_PROVIDED RECORDS_:
────────────────────
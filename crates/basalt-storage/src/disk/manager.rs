//! The disk manager contract and its implementations.
//!
//! The disk manager owns the on-disk page layout. Everything above it only
//! ever sees whole pages addressed by [`PageId`].

use std::collections::HashMap;
use std::fs::{File, OpenOptions};
use std::io::{Read, Seek, SeekFrom, Write};
use std::path::{Path, PathBuf};
use std::sync::atomic::{AtomicUsize, Ordering};

use basalt_common::constants::PAGE_SIZE;
use basalt_common::types::PageId;
use parking_lot::Mutex;

use super::error::{DiskError, DiskResult};

/// The contract for a disk-resident page store.
///
/// Implementations must be safe to share across threads; the disk
/// scheduler's worker and the buffer pool call into the same instance.
pub trait DiskManager: Send + Sync {
    /// Reads the page into `buf`.
    ///
    /// A page inside the allocated region that was never written reads as
    /// zeroes.
    fn read_page(&self, page_id: PageId, buf: &mut [u8]) -> DiskResult<()>;

    /// Writes `buf` out as the page's new contents.
    fn write_page(&self, page_id: PageId, buf: &[u8]) -> DiskResult<()>;

    /// Ensures the backing store can hold every page up to and including
    /// `up_to`. Idempotent and monotone; newly grown pages read as zeroes.
    fn increase_disk_space(&self, up_to: PageId) -> DiskResult<()>;

    /// Marks a page as free on disk. Idempotent.
    ///
    /// Page IDs are never reused in this design, so implementations may
    /// treat this as a no-op.
    fn deallocate_page(&self, page_id: PageId) -> DiskResult<()>;
}

/// A file-backed disk manager.
///
/// Pages live at offset `page_id * PAGE_SIZE` in a single backing file. The
/// file grows via `set_len`, which zero-fills the new region, so a grown
/// but never-written page reads as zeroes.
pub struct FileDiskManager {
    file: Mutex<File>,
    path: PathBuf,
}

impl FileDiskManager {
    /// Opens (or creates) the backing file at `path`.
    pub fn open(path: impl AsRef<Path>) -> DiskResult<Self> {
        let path = path.as_ref().to_path_buf();
        let file = OpenOptions::new()
            .read(true)
            .write(true)
            .create(true)
            .open(&path)?;
        Ok(Self {
            file: Mutex::new(file),
            path,
        })
    }

    /// Returns the path of the backing file.
    pub fn path(&self) -> &Path {
        &self.path
    }

    fn page_offset(page_id: PageId) -> u64 {
        page_id.as_u64() * PAGE_SIZE as u64
    }
}

impl DiskManager for FileDiskManager {
    fn read_page(&self, page_id: PageId, buf: &mut [u8]) -> DiskResult<()> {
        let mut file = self.file.lock();
        let offset = Self::page_offset(page_id);
        // Reads past the current end of file yield zeroes.
        buf.fill(0);
        let len = file.metadata()?.len();
        if offset < len {
            let avail = ((len - offset) as usize).min(buf.len());
            file.seek(SeekFrom::Start(offset))?;
            file.read_exact(&mut buf[..avail])?;
        }
        Ok(())
    }

    fn write_page(&self, page_id: PageId, buf: &[u8]) -> DiskResult<()> {
        let mut file = self.file.lock();
        file.seek(SeekFrom::Start(Self::page_offset(page_id)))?;
        file.write_all(buf)?;
        Ok(())
    }

    fn increase_disk_space(&self, up_to: PageId) -> DiskResult<()> {
        let file = self.file.lock();
        let required = Self::page_offset(up_to.next());
        if file.metadata()?.len() < required {
            file.set_len(required)?;
        }
        Ok(())
    }

    fn deallocate_page(&self, _page_id: PageId) -> DiskResult<()> {
        // Page IDs are never reused; the slot simply stays behind.
        Ok(())
    }
}

impl std::fmt::Debug for FileDiskManager {
    fn fmt(&self, f: &mut std::fmt::Formatter<'_>) -> std::fmt::Result {
        f.debug_struct("FileDiskManager")
            .field("path", &self.path)
            .finish()
    }
}

/// A purely in-memory disk manager for tests.
///
/// Exposes the underlying page map for inspection and supports injecting
/// I/O faults so tests can exercise the failure path through the
/// scheduler's completion channel.
#[derive(Default)]
pub struct MemoryDiskManager {
    pages: Mutex<HashMap<PageId, Vec<u8>>>,
    fail_next: AtomicUsize,
}

impl MemoryDiskManager {
    /// Creates an empty in-memory disk.
    pub fn new() -> Self {
        Self::default()
    }

    /// Makes the next `n` read/write operations fail with
    /// [`DiskError::Faulted`].
    pub fn fail_next_ops(&self, n: usize) {
        self.fail_next.store(n, Ordering::SeqCst);
    }

    /// Returns a copy of the page's current on-disk contents, if allocated.
    pub fn page(&self, page_id: PageId) -> Option<Vec<u8>> {
        self.pages.lock().get(&page_id).cloned()
    }

    /// Returns the number of allocated pages.
    pub fn page_count(&self) -> usize {
        self.pages.lock().len()
    }

    fn take_fault(&self) -> bool {
        self.fail_next
            .fetch_update(Ordering::SeqCst, Ordering::SeqCst, |n| n.checked_sub(1))
            .is_ok()
    }
}

impl DiskManager for MemoryDiskManager {
    fn read_page(&self, page_id: PageId, buf: &mut [u8]) -> DiskResult<()> {
        if self.take_fault() {
            return Err(DiskError::Faulted);
        }
        let pages = self.pages.lock();
        match pages.get(&page_id) {
            Some(page) => {
                let n = page.len().min(buf.len());
                buf[..n].copy_from_slice(&page[..n]);
                Ok(())
            }
            None => Err(DiskError::PageNotAllocated { page_id }),
        }
    }

    fn write_page(&self, page_id: PageId, buf: &[u8]) -> DiskResult<()> {
        if self.take_fault() {
            return Err(DiskError::Faulted);
        }
        let mut pages = self.pages.lock();
        match pages.get_mut(&page_id) {
            Some(page) => {
                let n = page.len().min(buf.len());
                page[..n].copy_from_slice(&buf[..n]);
                Ok(())
            }
            None => Err(DiskError::PageNotAllocated { page_id }),
        }
    }

    fn increase_disk_space(&self, up_to: PageId) -> DiskResult<()> {
        let mut pages = self.pages.lock();
        for id in 0..=up_to.as_u64() {
            pages
                .entry(PageId::new(id))
                .or_insert_with(|| vec![0u8; PAGE_SIZE]);
        }
        Ok(())
    }

    fn deallocate_page(&self, page_id: PageId) -> DiskResult<()> {
        self.pages.lock().remove(&page_id);
        Ok(())
    }
}

impl std::fmt::Debug for MemoryDiskManager {
    fn fmt(&self, f: &mut std::fmt::Formatter<'_>) -> std::fmt::Result {
        f.debug_struct("MemoryDiskManager")
            .field("pages", &self.page_count())
            .finish()
    }
}
//! Frame header - the in-memory descriptor for one page-sized buffer.

use std::sync::atomic::{AtomicBool, AtomicU32, AtomicU64, Ordering};
use std::sync::Arc;

use basalt_common::constants::PAGE_SIZE;
use basalt_common::types::PageId;
use parking_lot::RwLock;

use crate::disk::PageBuffer;

/// Frame identifier - index into the buffer pool's frame array.
///
/// Frame IDs are dense integers in `[0, N)` where `N` is the pool capacity.
#[derive(Debug, Clone, Copy, PartialEq, Eq, Hash)]
pub struct FrameId(usize);

impl FrameId {
    /// Invalid frame ID.
    pub const INVALID: Self = Self(usize::MAX);

    /// Creates a new frame ID.
    #[inline]
    pub const fn new(id: usize) -> Self {
        Self(id)
    }

    /// Returns the raw index.
    #[inline]
    pub const fn index(self) -> usize {
        self.0
    }

    /// Checks if this is a valid frame ID.
    #[inline]
    pub const fn is_valid(self) -> bool {
        self.0 != usize::MAX
    }
}

impl From<usize> for FrameId {
    fn from(id: usize) -> Self {
        Self::new(id)
    }
}

/// A frame header describes one page-sized buffer in the pool.
///
/// The byte buffer sits behind the frame's reader/writer latch: shared for
/// readers, exclusive for writers, independent across frames. Pin count
/// and the dirty flag are atomics so they can be read without any latch.
/// A frame lives as long as the pool; only its contents are repurposed.
pub struct FrameHeader {
    /// Frame ID (index in the pool's frame array).
    frame_id: FrameId,
    /// Page data behind the per-frame reader/writer latch.
    data: PageBuffer,
    /// Page currently held by this frame (`INVALID` when empty).
    page_id: AtomicU64,
    /// Number of live guards pinning this frame in memory.
    pin_count: AtomicU32,
    /// Whether the in-memory copy diverges from disk.
    dirty: AtomicBool,
}

impl FrameHeader {
    /// Creates a new empty frame with a zeroed page buffer.
    pub fn new(frame_id: FrameId) -> Self {
        Self {
            frame_id,
            data: Arc::new(RwLock::new(vec![0u8; PAGE_SIZE])),
            page_id: AtomicU64::new(PageId::INVALID.as_u64()),
            pin_count: AtomicU32::new(0),
            dirty: AtomicBool::new(false),
        }
    }

    /// Returns the frame ID.
    #[inline]
    pub fn frame_id(&self) -> FrameId {
        self.frame_id
    }

    /// Returns the page currently held by this frame.
    #[inline]
    pub fn page_id(&self) -> PageId {
        PageId::new(self.page_id.load(Ordering::Acquire))
    }

    /// Records which page this frame now holds.
    #[inline]
    pub fn set_page_id(&self, page_id: PageId) {
        self.page_id.store(page_id.as_u64(), Ordering::Release);
    }

    /// Returns true if no page is assigned to this frame.
    #[inline]
    pub fn is_empty(&self) -> bool {
        !self.page_id().is_valid()
    }

    /// Returns the current pin count.
    #[inline]
    pub fn pin_count(&self) -> u32 {
        self.pin_count.load(Ordering::Acquire)
    }

    /// Increments the pin count and returns the new value.
    #[inline]
    pub fn pin(&self) -> u32 {
        self.pin_count.fetch_add(1, Ordering::AcqRel) + 1
    }

    /// Decrements the pin count and returns the new value.
    #[inline]
    pub fn unpin(&self) -> u32 {
        let old = self.pin_count.fetch_sub(1, Ordering::AcqRel);
        debug_assert!(old > 0, "unpinned frame with pin_count = 0");
        old - 1
    }

    /// Returns true if any guard currently pins this frame.
    #[inline]
    pub fn is_pinned(&self) -> bool {
        self.pin_count() > 0
    }

    /// Returns true if the in-memory copy diverges from disk.
    #[inline]
    pub fn is_dirty(&self) -> bool {
        self.dirty.load(Ordering::Acquire)
    }

    /// Sets or clears the dirty flag.
    #[inline]
    pub fn set_dirty(&self, dirty: bool) {
        self.dirty.store(dirty, Ordering::Release);
    }

    /// Returns the shared handle to the page buffer.
    ///
    /// Guards take the frame latch through this handle; disk requests
    /// carry a clone of it so I/O targets the frame bytes directly.
    #[inline]
    pub fn buffer(&self) -> &PageBuffer {
        &self.data
    }

    /// Returns a read-locked view of the page data.
    #[inline]
    pub fn read_data(&self) -> parking_lot::RwLockReadGuard<'_, Vec<u8>> {
        self.data.read()
    }

    /// Returns a write-locked view of the page data.
    #[inline]
    pub fn write_data(&self) -> parking_lot::RwLockWriteGuard<'_, Vec<u8>> {
        self.data.write()
    }

    /// Resets the frame for repurposing: zeroes the buffer, clears the pin
    /// count and dirty flag, and unassigns the page.
    pub fn reset(&self) {
        self.data.write().fill(0);
        self.page_id
            .store(PageId::INVALID.as_u64(), Ordering::Release);
        self.pin_count.store(0, Ordering::Release);
        self.dirty.store(false, Ordering::Release);
    }
}

impl std::fmt::Debug for FrameHeader {
    fn fmt(&self, f: &mut std::fmt::Formatter<'_>) -> std::fmt::Result {
        f.debug_struct("FrameHeader")
            .field("frame_id", &self.frame_id)
            .field("page_id", &self.page_id())
            .field("pin_count", &self.pin_count())
            .field("dirty", &self.is_dirty())
            .finish()
    }
}

#[cfg(test)]
mod tests {
    use super::*;

    #[test]
    fn test_frame_creation() {
        let frame = FrameHeader::new(FrameId::new(0));
        assert_eq!(frame.frame_id().index(), 0);
        assert!(frame.is_empty());
        assert_eq!(frame.pin_count(), 0);
        assert!(!frame.is_dirty());
        assert_eq!(frame.read_data().len(), PAGE_SIZE);
    }

    #[test]
    fn test_pin_unpin() {
        let frame = FrameHeader::new(FrameId::new(0));
        assert!(!frame.is_pinned());

        assert_eq!(frame.pin(), 1);
        assert_eq!(frame.pin(), 2);
        assert!(frame.is_pinned());

        assert_eq!(frame.unpin(), 1);
        assert_eq!(frame.unpin(), 0);
        assert!(!frame.is_pinned());
    }

    #[test]
    fn test_reset_clears_everything() {
        let frame = FrameHeader::new(FrameId::new(3));
        frame.set_page_id(PageId::new(42));
        frame.set_dirty(true);
        frame.write_data()[0] = 0xFF;

        frame.reset();

        assert!(frame.is_empty());
        assert_eq!(frame.pin_count(), 0);
        assert!(!frame.is_dirty());
        assert!(frame.read_data().iter().all(|&b| b == 0));
    }

    #[test]
    fn test_frame_id() {
        assert!(!FrameId::INVALID.is_valid());
        assert!(FrameId::new(0).is_valid());
        assert_eq!(FrameId::new(42).index(), 42);
    }
}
────────────────────
_PROBLEM TO SOLVE_: Your answer must consist solely of the lines above between the line holding "read as zeroes." and the line holding "as a no-op.", inclusive, copied exactly.

_ANSWER_:
    /// `up_to`. Idempotent and monotone; newly grown pages read as zeroes.
    fn increase_disk_space(&self, up_to: PageId) -> DiskResult<()>;

    /// Marks a page as free on disk. Idempotent.
    ///
    /// Page IDs are never reused in this design, so implementations may
    /// treat this as a no-op.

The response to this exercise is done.